WASHINGTON – Congressional budget analysts gave an important political boost Wednesday to a Senate panel’s health care overhaul, projecting that the $829 billion measure would both dramatically shrink the ranks of the uninsured and keep President Barack Obama’s pledge that doing so would not add “one dime” to federal budget deficits.
With the report from the nonpartisan Congressional Budget Office, the measure crafted by the Senate Finance Committee has emerged as the only one of five bills drafted by various committees that achieves every important goal Obama has set for his top domestic initiative.

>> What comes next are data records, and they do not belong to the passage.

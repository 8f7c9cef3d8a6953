//! Seed derivation and per-call random streams.
//!
//! Every generator draws from its own sub-seed, derived from the run seed
//! and the generator's ordinal. Each call then gets an independent ChaCha8
//! stream selected by the call index, so the i-th value never depends on
//! how many values were drawn before it or by whom.

use rand::SeedableRng;
use rand_chacha::ChaCha8Rng;

/// Golden-ratio increment used by SplitMix64.
pub const GOLDEN_GAMMA: u64 = 0x9E37_79B9_7F4A_7C15;

/// Domain separator for permutation keys.
const PERMUTATION_SALT: u64 = 0x5EED_FE15_7E1D_0001;

/// SplitMix64 output function.
pub fn splitmix64(value: u64) -> u64 {
    let mut z = value.wrapping_add(GOLDEN_GAMMA);
    z = (z ^ (z >> 30)).wrapping_mul(0xBF58_476D_1CE4_E5B9);
    z = (z ^ (z >> 27)).wrapping_mul(0x94D0_49BB_1331_11EB);
    z ^ (z >> 31)
}

/// Sub-seed of generator `ordinal` within a run.
pub fn sub_seed(run_seed: u64, ordinal: u64) -> u64 {
    splitmix64(splitmix64(run_seed) ^ ordinal.wrapping_mul(GOLDEN_GAMMA))
}

/// Run seed of client `client_index` when clients draw independent streams.
pub fn client_seed(run_seed: u64, client_index: u64) -> u64 {
    splitmix64(run_seed ^ splitmix64(client_index ^ PERMUTATION_SALT))
}

/// Key of the unique-mode permutation for a sub-seed.
pub fn permutation_key(sub_seed: u64) -> u64 {
    splitmix64(sub_seed ^ PERMUTATION_SALT)
}

/// Random stream for one call of one generator.
pub fn call_rng(sub_seed: u64, call_index: u64) -> ChaCha8Rng {
    let mut rng = ChaCha8Rng::seed_from_u64(sub_seed);
    rng.set_stream(call_index);
    rng
}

White House budget director Peter Orszag applauded the analysis, saying the measure “demonstrates that we can expand coverage and improve quality while being fiscally responsible,” and Senate Majority Leader Harry Reid, D-Nev., called it “another important step down the road toward enacting comprehensive health insurance reform.” But senior Republicans seemed only to harden in their opposition to the measure.
The Finance Committee could vote as early as Friday on the bill. Passage by the Democrat-dominated panel is virtually assured, but Democrats are eager to win the vote of Sen. Olympia Snowe, of Maine, the only Republican on the committee who has expressed any support for the measure.
Snowe said Wednesday that she was relieved to see that the cost of expanding coverage remained below Obama’s limit of $900 billion over the next decade. “But we have a lot to review,” she said.
She urged committee Chairman Max Baucus, D-Mont., to wait until next week for a final vote. “It’s a critical vote. … I would rather have the comfort level of having had sufficient time to analyze it.”
Other Republicans pored over the CBO’s 27-page report, then emerged with the warning that the Finance measure would impose a stiff price on those already with health insurance.
Sen. Charles Grassley, of Iowa, the senior Republican on the Finance Committee, said he was worried that insurers and other health care companies would pass the cost of new fees and taxes on to consumers. And he said the bill’s expansion of Medicaid would leave a new set of “unfunded mandates” for states already struggling with record budget deficits.
“There’s a lot of things in there to be concerned about,” Grassley said.
Reid hopes to combine the committee’s bill with a competing measure, approved by the Senate health committee, and present the result to the full Senate later this month.
According to the CBO, Congress’ official arbiter of the cost of legislation, the Finance measure would expand coverage to an additional 29 million Americans by 2019 by dramatically expanding Medicaid coverage for the poor and by subsidizing private insurance for low- and middle-income Americans.
The $829 billion price tag would be more than offset by reducing spending on Medicare and other federal health programs by about $400 billion over the next decade, and by imposing a series of fees on insurance companies, drug makers, medical device manufacturers and other sectors of the health industry that stand to gain millions of new customers under the legislation.
In addition, the package would raise another $200 billion by levying a 40 percent excise tax on high-cost insurance policies – the “Cadillac” plans that cost more than $8,000 for individuals or $21,000 for a family.